OMICRON PANİĞİ ve DOĞURACAĞI SONUÇLAR
Yayınlanma :
24.12.2021 08:29
Güncelleme
: 22.12.2021 17:32
Hristiyan alemi, 24 Aralık’ta başlayacak NOEL ve Yeni Yıl Tatilini normalleşme ümidiyle beklerken, ülke yönetimleri sağlık sistemlerini kaosa sürükleyecek yeni bir korona virüs dalgasının etkisinden korumak için yeni sosyal sınırlamalar ve daha da katı kuralları devreye sokmak için hazırlık yapıyorlar.
İngiltere, OMICRON varyantının tavan yapması, olguların her iki günde bir katlanması, Londra’da varyantın baskın hale gelmesi, hastanede yatan COVID-19 hastalarının son bir haftada %30 artması, Londra’daki hastane kapasitesinin dolması sonucu, en ağır uygulamaları devreye sokmaya hazırlanıyor. İngiltere, acil olmayan tüm tıbbi yaklaşımların ileri bir tarihe ertelenmesi talimatını ilgili birimlere bildirmiştir.
Almanya, sağlık çalışanlarındaki artan COVID-19 vakalarının endişe verici boyuta ulaşması, yoğun bakımların ve acil servislerin dolup taşması nedeniyle olağan üstü tedbirleri devreye sokmaya hazırlanıyor. Büyük çaplı yeni yıl kutlamalarına kesinlikle izin verilmeyeceği açıklandı. Önlemler arasında kapanma, seyahat kısıtlaması gibi seçenekler de masada. Her ülke sağlık sistemi iki doz aşılanmanın yetmediğini gömüş durumda. Hatırlatma dozu yapılması tüm dünyada kaçınılmaz bir gerçek olarak duruyor. Aşılanma oranları yüksek ülkelerde bile OMICRON ile yaşanan hastalık artışı endişeleri de beraberinde getiriyor, Hastalık daha ağır seyreder mi? Hastalık öldürücü olur mu? Şu an için bu iki soruya da korkutucu bir yanıt oluşmadı. Ama tedbir alınmazsa beklenmedik sonuçlar olmaz diyemiyoruz. İki doz aşılanma oranı %77 olan Danimarka’da iki günde bir katlanarak artan OMICRON ile enfekte olan kişilerin çoğunun iki doz aşılı olması dünya genelinde endişeleri arttırmakta. Danimarka’da günlük olguların 9 bini aşmış olması, kişi başı nüfusa düşen en yüksek oranın ortaya çıkması panik havasını arttıran unsurlar olarak izlenmekte.

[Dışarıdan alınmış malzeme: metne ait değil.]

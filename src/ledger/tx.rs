//! Legacy (EIP-155) transaction encoding and signing.
//!
//! Both networks accept legacy transactions, which keeps the signer down to
//! RLP plus one recoverable secp256k1 signature.

use anyhow::{Context, Result};
use k256::ecdsa::SigningKey;
use k256::elliptic_curve::sec1::ToEncodedPoint;
use sha3::{Digest, Keccak256};
use std::fmt;

use super::abi::{keccak256, Address};

/// Keeper key used to authorize ledger writes.
#[derive(Clone)]
pub struct Signer {
    key: SigningKey,
    address: Address,
}

impl Signer {
    /// Parse a hex secret key, with or without `0x`.
    pub fn from_hex(secret: &str) -> Result<Self> {
        let trimmed = secret.trim().trim_start_matches("0x");
        let bytes = hex::decode(trimmed).context("secret key is not valid hex")?;
        let key = SigningKey::from_slice(&bytes).context("secret key is not a valid secp256k1 scalar")?;

        let point = k256::PublicKey::from(key.verifying_key()).to_encoded_point(false);
        let hash = keccak256(&point.as_bytes()[1..]);
        let mut address = [0u8; 20];
        address.copy_from_slice(&hash[12..]);

        Ok(Self {
            key,
            address: Address(address),
        })
    }

    pub fn address(&self) -> Address {
        self.address
    }
}

impl fmt::Debug for Signer {
    fn fmt(&self, f: &mut fmt::Formatter<'_>) -> fmt::Result {
        f.debug_struct("Signer").field("address", &self.address).finish_non_exhaustive()
    }
}

/// Unsigned legacy transaction.
#[derive(Debug, Clone, PartialEq, Eq)]
pub struct LegacyTransaction {
    pub nonce: u64,
    pub gas_price: u128,
    pub gas_limit: u64,
    pub to: Address,
    pub value: u128,
    pub data: Vec<u8>,
    pub chain_id: u64,
}

impl LegacyTransaction {
    /// RLP payload hashed for the EIP-155 signature.
    pub fn signing_payload(&self) -> Vec<u8> {
        rlp::encode_list(&[
            rlp::encode_uint(self.nonce as u128),
            rlp::encode_uint(self.gas_price),
            rlp::encode_uint(self.gas_limit as u128),
            rlp::encode_bytes(self.to.as_bytes()),
            rlp::encode_uint(self.value),
            rlp::encode_bytes(&self.data),
            rlp::encode_uint(self.chain_id as u128),
            rlp::encode_uint(0),
            rlp::encode_uint(0),
        ])
    }

    /// Sign and return the raw transaction bytes for `eth_sendRawTransaction`.
    pub fn sign(&self, signer: &Signer) -> Result<Vec<u8>> {
        let digest = Keccak256::new().chain_update(self.signing_payload());
        let (sig, recid) = signer
            .key
            .sign_digest_recoverable(digest)
            .context("failed to sign transaction")?;
        let (r, s) = sig.split_bytes();
        let v = recid.to_byte() as u128 + self.chain_id as u128 * 2 + 35;

        Ok(rlp::encode_list(&[
            rlp::encode_uint(self.nonce as u128),
            rlp::encode_uint(self.gas_price),
            rlp::encode_uint(self.gas_limit as u128),
            rlp::encode_bytes(self.to.as_bytes()),
            rlp::encode_uint(self.value),
            rlp::encode_bytes(&self.data),
            rlp::encode_uint(v),
            rlp::encode_bytes(rlp::strip_leading_zeros(&r)),
            rlp::encode_bytes(rlp::strip_leading_zeros(&s)),
        ]))
    }
}

mod rlp {
    pub fn strip_leading_zeros(bytes: &[u8]) -> &[u8] {
        let start = bytes.iter().position(|b| *b != 0).unwrap_or(bytes.len());
        &bytes[start..]
    }

    fn length_prefix(len: usize, short_base: u8, long_base: u8) -> Vec<u8> {
        if len <= 55 {
            vec![short_base + len as u8]
        } else {
            let len_bytes = (len as u64).to_be_bytes();
            let len_bytes = strip_leading_zeros(&len_bytes);
            let mut out = vec![long_base + len_bytes.len() as u8];
            out.extend_from_slice(len_bytes);
            out
        }
    }

    pub fn encode_bytes(bytes: &[u8]) -> Vec<u8> {
        if bytes.len() == 1 && bytes[0] < 0x80 {
            return vec![bytes[0]];
        }
        let mut out = length_prefix(bytes.len(), 0x80, 0xb7);
        out.extend_from_slice(bytes);
        out
    }

    pub fn encode_uint(value: u128) -> Vec<u8> {
        let bytes = value.to_be_bytes();
        encode_bytes(strip_leading_zeros(&bytes))
    }

    pub fn encode_list(items: &[Vec<u8>]) -> Vec<u8> {
        let payload: Vec<u8> = items.concat();
        let mut out = length_prefix(payload.len(), 0xc0, 0xf7);
        out.extend_from_slice(&payload);
        out
    }
}
//! Reconciliation loop.

mod outcome;
mod scheduler;

pub use outcome::{CycleOutcome, Step, StepFailure};
pub use scheduler::{CoordinatorMode, LatestOutcome, Scheduler, SchedulerSettings, ShutdownHandle};
impl Scheduler {
    pub fn new(
        market: Arc<dyn MarketDataSource>,
        vault: Arc<dyn VaultLedger>,
        coordinator: CoordinatorMode,
        sink: Arc<dyn MetricsSink>,
        settings: SchedulerSettings,
    ) -> Self {
        let (latest, _) = watch::channel(None);
        Self {
            market,
            vault,
            coordinator,
            sink,
            settings,
            cycle: 0,
            latest,
        }
    }

    /// Readers of the most recently completed cycle.
    pub fn subscribe(&self) -> LatestOutcome {
        self.latest.subscribe()
    }

    pub fn cycles_run(&self) -> u64 {
        self.cycle
    }

    /// Run cycles until `stop` flips to true.
    ///
    /// Stop is checked at cycle boundaries and interrupts the inter-cycle
    /// sleep; an in-flight cycle is allowed to finish.
    pub async fn run(&mut self, mut stop: watch::Receiver<bool>) {
        info!(
            "🚀 Starting reconciliation loop (interval {:?}, coordinator {})",
            self.settings.scan_interval,
            if self.coordinator.is_configured() { "configured" } else { "not configured" }
        );

        while !*stop.borrow() {
            self.run_cycle().await;

            if *stop.borrow() {
                break;
            }

            tokio::select! {
                _ = tokio::time::sleep(self.settings.scan_interval) => {}
                changed = stop.changed() => {
                    // sender dropped: nobody can stop us anymore, so stop now
                    if changed.is_err() {
                        break;
                    }
                }
            }
        }

        info!("🛑 Reconciliation loop stopped after {} cycles", self.cycle);
    }

    /// Run a single reconciliation cycle and publish its outcome.
    #[instrument(skip(self), fields(cycle = self.cycle + 1))]
    pub async fn run_cycle(&mut self) -> Arc<CycleOutcome> {
        self.cycle += 1;
        let mut outcome = CycleOutcome::new(self.cycle, Utc::now());

        info!("📡 [CYCLE] Starting cycle #{}", self.cycle);

        let (market, vault) = tokio::join!(
            self.market.fetch_market_snapshot(&self.settings.symbol),
            read_vault_state(self.vault.as_ref()),
        );

        match market {
            Ok(snapshot) => {
                let favorable = is_funding_favorable(&snapshot, self.settings.min_funding_rate);
                info!(
                    symbol = %snapshot.symbol,
                    funding_rate = %snapshot.funding_rate,
                    mark_price = %snapshot.mark_price,
                    favorable,
                    "📊 [MARKET] Snapshot fetched"
                );
                outcome.funding_favorable = Some(favorable);
                outcome.market = Some(snapshot);
            }
            Err(e) => fail(&mut outcome, Step::Market, e),
        }

        match vault {
            Ok(state) => {
                info!(
                    lifecycle = %state.lifecycle_state,
                    spot_value_usd = state.spot_value_usd,
                    perp_short_size_wei = state.perp_short_size_wei,
                    on_chain_delta = state.on_chain_delta.is_available(),
                    "🏦 [VAULT] State read"
                );
                outcome.vault = Some(state);
            }
            Err(e) => fail(&mut outcome, Step::Vault, e),
        }

        if let CoordinatorMode::Configured(coordinator) = &self.coordinator {
            let coordinator = coordinator.clone();

            let synced = match (&outcome.market, &outcome.vault) {
                (Some(market), Some(vault)) => {
                    Some(self.sync(coordinator.as_ref(), market, vault).await)
                }
                _ => {
                    warn!("⚠️  [SYNC] Skipped: market or vault data missing this cycle");
                    None
                }
            };

            // the coordinator's perp leg is only priced by this cycle once the sync lands
            let priced_this_cycle = match synced {
                Some(Ok(receipt)) => {
                    outcome.sync_tx_hash = Some(receipt.tx_hash);
                    true
                }
                Some(Err(e)) => {
                    fail(&mut outcome, Step::Sync, e);
                    false
                }
                None => false,
            };

            match read_coordinator_state(coordinator.as_ref()).await {
                Ok(state) => {
                    if priced_this_cycle {
                        outcome.delta = self.evaluate_delta(&state);
                    } else {
                        warn!("⚠️  [DELTA] Not evaluated: coordinator perp value was not synced this cycle");
                    }
                    outcome.coordinator = Some(state);
                }
                Err(e) => fail(&mut outcome, Step::Coordinator, e),
            }
        }

        if let Some(delta) = &outcome.delta {
            let msg = if delta.needs_rebalance { "REBALANCE RECOMMENDED" } else { "within threshold" };
            info!(
                delta_usd = %delta.delta_usd,
                delta_ratio_bps = delta.delta_ratio_bps,
                threshold_bps = self.settings.delta_threshold_bps,
                "⚖️  [DELTA] {}",
                msg
            );
        }

        info!(
            errors = outcome.errors.len(),
            "✅ [CYCLE] Cycle #{} complete",
            outcome.cycle
        );

        let outcome = Arc::new(outcome);
        self.latest.send_replace(Some(outcome.clone()));
        self.sink.record_cycle(&outcome);
        outcome
    }

    async fn sync(
        &self,
        coordinator: &dyn CoordinatorLedger,
        market: &MarketSnapshot,
        vault: &VaultState,
    ) -> Result<TxReceipt, KeeperError> {
        let value_usd = perp_value_usd_units(vault.perp_short_size_wei, market.mark_price)
            .map_err(|e| KeeperError::SyncTransactionFailed(format!("perp value: {:#}", e)))?;

        info!(
            perp_short_size_wei = vault.perp_short_size_wei,
            perp_value_usd = value_usd,
            "🔄 [SYNC] Syncing perp position to coordinator"
        );

        sync_position(
            coordinator,
            vault.perp_short_size_wei,
            value_usd,
            &self.settings.sync_wait,
        )
        .await
    }

    fn evaluate_delta(&self, state: &CoordinatorState) -> Option<crate::strategy::DeltaResult> {
        match (state.spot_value(), state.perp_value()) {
            (Ok(spot), Ok(perp)) => Some(evaluate(spot, perp, self.settings.delta_threshold_bps)),
            _ => {
                warn!("Coordinator values out of range; delta not evaluated");
                None
            }
        }
    }
}

fn fail(outcome: &mut CycleOutcome, step: Step, e: KeeperError) {
    error!(step = %step, code = e.code(), error = %e, "❌ Step failed");
    outcome.record_failure(step, e);
}
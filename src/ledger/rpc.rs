//! EVM JSON-RPC client.
//!
//! Thin wrapper over the handful of `eth_*` methods the keeper needs.
//! Quantities travel as `0x`-prefixed hex strings.

use anyhow::{anyhow, Context, Result};
use reqwest::Client;
use serde::de::DeserializeOwned;
use serde::{Deserialize, Serialize};
use serde_json::{json, Value};
use std::sync::atomic::{AtomicU64, Ordering};
use std::time::Duration;
use tracing::{debug, instrument};

use super::abi::Address;

#[derive(Debug, Serialize)]
struct RpcRequest<'a> {
    jsonrpc: &'static str,
    id: u64,
    method: &'a str,
    params: Value,
}

#[derive(Debug, Deserialize)]
struct RpcResponse<T> {
    result: Option<T>,
    error: Option<RpcErrorObject>,
}

#[derive(Debug, Deserialize)]
struct RpcErrorObject {
    code: i64,
    message: String,
}

/// Receipt fields the keeper cares about.
#[derive(Debug, Clone, Deserialize)]
#[serde(rename_all = "camelCase")]
pub struct RpcReceipt {
    pub transaction_hash: String,
    pub block_number: Option<String>,
    pub status: Option<String>,
}

/// JSON-RPC client bound to one network endpoint.
#[derive(Debug)]
pub struct RpcClient {
    http: Client,
    url: String,
    next_id: AtomicU64,
}

impl RpcClient {
    pub fn new(url: &str, timeout: Duration) -> Result<Self> {
        let http = Client::builder()
            .timeout(timeout)
            .build()
            .context("Failed to create HTTP client")?;

        Ok(Self {
            http,
            url: url.to_string(),
            next_id: AtomicU64::new(1),
        })
    }

    pub fn url(&self) -> &str {
        &self.url
    }

    /// Issue a request that must return a non-null result.
    pub async fn request<T: DeserializeOwned>(&self, method: &str, params: Value) -> Result<T> {
        self.request_optional(method, params)
            .await?
            .ok_or_else(|| anyhow!("{} returned null result", method))
    }

    /// Issue a request whose result may legitimately be null.
    pub async fn request_optional<T: DeserializeOwned>(
        &self,
        method: &str,
        params: Value,
    ) -> Result<Option<T>> {
        let request = RpcRequest {
            jsonrpc: "2.0",
            id: self.next_id.fetch_add(1, Ordering::Relaxed),
            method,
            params,
        };

        let response = self
            .http
            .post(&self.url)
            .json(&request)
            .send()
            .await
            .with_context(|| format!("Failed to send {} request", method))?;

        let status = response.status();
        if !status.is_success() {
            let body = response.text().await.unwrap_or_default();
            anyhow::bail!("RPC HTTP error {} on {}: {}", status, method, body);
        }

        let body: RpcResponse<T> = response
            .json()
            .await
            .with_context(|| format!("Failed to parse {} response", method))?;

        if let Some(err) = body.error {
            anyhow::bail!("RPC error {} on {}: {}", err.code, method, err.message);
        }

        Ok(body.result)
    }

    /// Read-only contract call at the latest block.
    #[instrument(skip(self, data))]
    pub async fn eth_call(&self, to: &Address, data: &[u8]) -> Result<Vec<u8>> {
        let result: String = self
            .request(
                "eth_call",
                json!([{ "to": to.to_string(), "data": to_hex(data) }, "latest"]),
            )
            .await?;
        debug!(bytes = result.len().saturating_sub(2) / 2, "eth_call returned");
        from_hex(&result)
    }

    pub async fn chain_id(&self) -> Result<u64> {
        let result: String = self.request("eth_chainId", json!([])).await?;
        parse_quantity_u64(&result, "chain id")
    }

    pub async fn pending_nonce(&self, address: &Address) -> Result<u64> {
        let result: String = self
            .request("eth_getTransactionCount", json!([address.to_string(), "pending"]))
            .await?;
        parse_quantity_u64(&result, "nonce")
    }

    pub async fn gas_price(&self) -> Result<u128> {
        let result: String = self.request("eth_gasPrice", json!([])).await?;
        parse_quantity(&result)
    }

    pub async fn estimate_gas(&self, from: &Address, to: &Address, data: &[u8]) -> Result<u64> {
        let result: String = self
            .request(
                "eth_estimateGas",
                json!([{ "from": from.to_string(), "to": to.to_string(), "data": to_hex(data) }]),
            )
            .await?;
        parse_quantity_u64(&result, "gas estimate")
    }

    /// Broadcast a signed transaction, returning its hash.
    pub async fn send_raw_transaction(&self, raw: &[u8]) -> Result<String> {
        self.request("eth_sendRawTransaction", json!([to_hex(raw)])).await
    }

    /// `None` while the transaction is still pending.
    pub async fn transaction_receipt(&self, tx_hash: &str) -> Result<Option<RpcReceipt>> {
        self.request_optional("eth_getTransactionReceipt", json!([tx_hash]))
            .await
    }

    pub async fn balance(&self, address: &Address) -> Result<u128> {
        let result: String = self
            .request("eth_getBalance", json!([address.to_string(), "latest"]))
            .await?;
        parse_quantity(&result)
    }
}

pub fn to_hex(bytes: &[u8]) -> String {
    format!("0x{}", hex::encode(bytes))
}

pub fn from_hex(s: &str) -> Result<Vec<u8>> {
    let trimmed = s.strip_prefix("0x").unwrap_or(s);
    hex::decode(trimmed).with_context(|| format!("invalid hex data: {}", s))
}

/// Parse a hex quantity such as `0x1a`.
pub fn parse_quantity(s: &str) -> Result<u128> {
    let trimmed = s.strip_prefix("0x").unwrap_or(s);
    if trimmed.is_empty() {
        return Ok(0);
    }
    u128::from_str_radix(trimmed, 16).with_context(|| format!("invalid hex quantity: {}", s))
}

/// Parse a hex quantity that must fit in 64 bits.
pub fn parse_quantity_u64(s: &str, what: &str) -> Result<u64> {
    let value = parse_quantity(s)?;
    u64::try_from(value).with_context(|| format!("{} {} does not fit in u64", what, s))
}

#[cfg(test)]
mod tests {
    use super::*;
    use wiremock::matchers::{body_partial_json, method};
    use wiremock::{Mock, MockServer, ResponseTemplate};

    fn addr() -> Address {
        Address([0x11; 20])
    }

    #[test]
    fn test_parse_quantity() {
        assert_eq!(parse_quantity("0x0").unwrap(), 0);
        assert_eq!(parse_quantity("0x1a4").unwrap(), 420);
        assert_eq!(parse_quantity("0x").unwrap(), 0);
        assert!(parse_quantity("0xzz").is_err());
    }

    #[test]
    fn test_parse_quantity_u64_rejects_overflow() {
        assert_eq!(parse_quantity_u64("0xa4b1", "chain id").unwrap(), 42161);
        assert_eq!(parse_quantity_u64("0xffffffffffffffff", "nonce").unwrap(), u64::MAX);

        let err = parse_quantity_u64("0x10000000000000000", "block number").unwrap_err();
        assert!(err.to_string().contains("block number"));
    }

    #[tokio::test]
    async fn test_eth_call_decodes_result() {
        let server = MockServer::start().await;
        Mock::given(method("POST"))
            .and(body_partial_json(json!({"method": "eth_call"})))
            .respond_with(ResponseTemplate::new(200).set_body_json(json!({
                "jsonrpc": "2.0", "id": 1,
                "result": "0x0000000000000000000000000000000000000000000000000000000000000001"
            })))
            .expect(1)
            .mount(&server)
            .await;

        let client = RpcClient::new(&server.uri(), Duration::from_secs(5)).unwrap();
        let data = client.eth_call(&addr(), &[0xc1, 0x9d, 0x93, 0xfb]).await.unwrap();
        assert_eq!(data.len(), 32);
        assert_eq!(data[31], 1);
    }

    #[tokio::test]
    async fn test_rpc_error_is_surfaced() {
        let server = MockServer::start().await;
        Mock::given(method("POST"))
            .respond_with(ResponseTemplate::new(200).set_body_json(json!({
                "jsonrpc": "2.0", "id": 1,
                "error": {"code": -32000, "message": "execution reverted"}
            })))
            .mount(&server)
            .await;

        let client = RpcClient::new(&server.uri(), Duration::from_secs(5)).unwrap();
        let err = client.eth_call(&addr(), &[]).await.unwrap_err();
        assert!(err.to_string().contains("execution reverted"));
    }

    #[tokio::test]
    async fn test_pending_receipt_is_none() {
        let server = MockServer::start().await;
        Mock::given(method("POST"))
            .and(body_partial_json(json!({"method": "eth_getTransactionReceipt"})))
            .respond_with(ResponseTemplate::new(200).set_body_json(json!({
                "jsonrpc": "2.0", "id": 1, "result": null
            })))
            .mount(&server)
            .await;

        let client = RpcClient::new(&server.uri(), Duration::from_secs(5)).unwrap();
        let receipt = client.transaction_receipt("0xabc").await.unwrap();
        assert!(receipt.is_none());
    }
}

Salgının tüm ülkelerin sağlık sistemine aşırı bir yük oluşturması kaygıların en önemli parametrelerinden biri. Ölen sağlık çalışanları, sağlık çalışanlarının bezginliği, sosyal ve maddi kayıpları, hastaların iş kaybı ve sağlık sigortası üzerine yarattığı kara delik hiçbir ekonominin kolayca üstesinden gelebileceği bir sorun değil. Pandeminin psikolojik olarak yarattığı darbe ise ölçülemeyecek kadar büyük. Kasımda olguların tepe noktasını görmesinden sonra COVID-19 sayıları düşmeye başlamasına ve baskın varyantın DELTA olmasına rağmen Hollanda kapanma kararını devreye sokmak üzere harekete geçti. Başbakan Mark Rutteocak ayının 2. haftasına kadar aciliyeti olanlar dışındaki tüm işletmeleri kapattıklarını, insanların evlerine de sınırlı sayıda misafir kabul edebileceklerini duyurdu. Bu kaygıların altında Hollanda sağlık sisteminin açıkları da yatmakta. Hollanda, Avrupa’nın 100 bin nüfus başına en az yoğun bakım yatağı olan ülkesi (6,7), Fransa (19), ABD (14). Hemşire sayılarının azlığı da bir başka endişe kaynağı.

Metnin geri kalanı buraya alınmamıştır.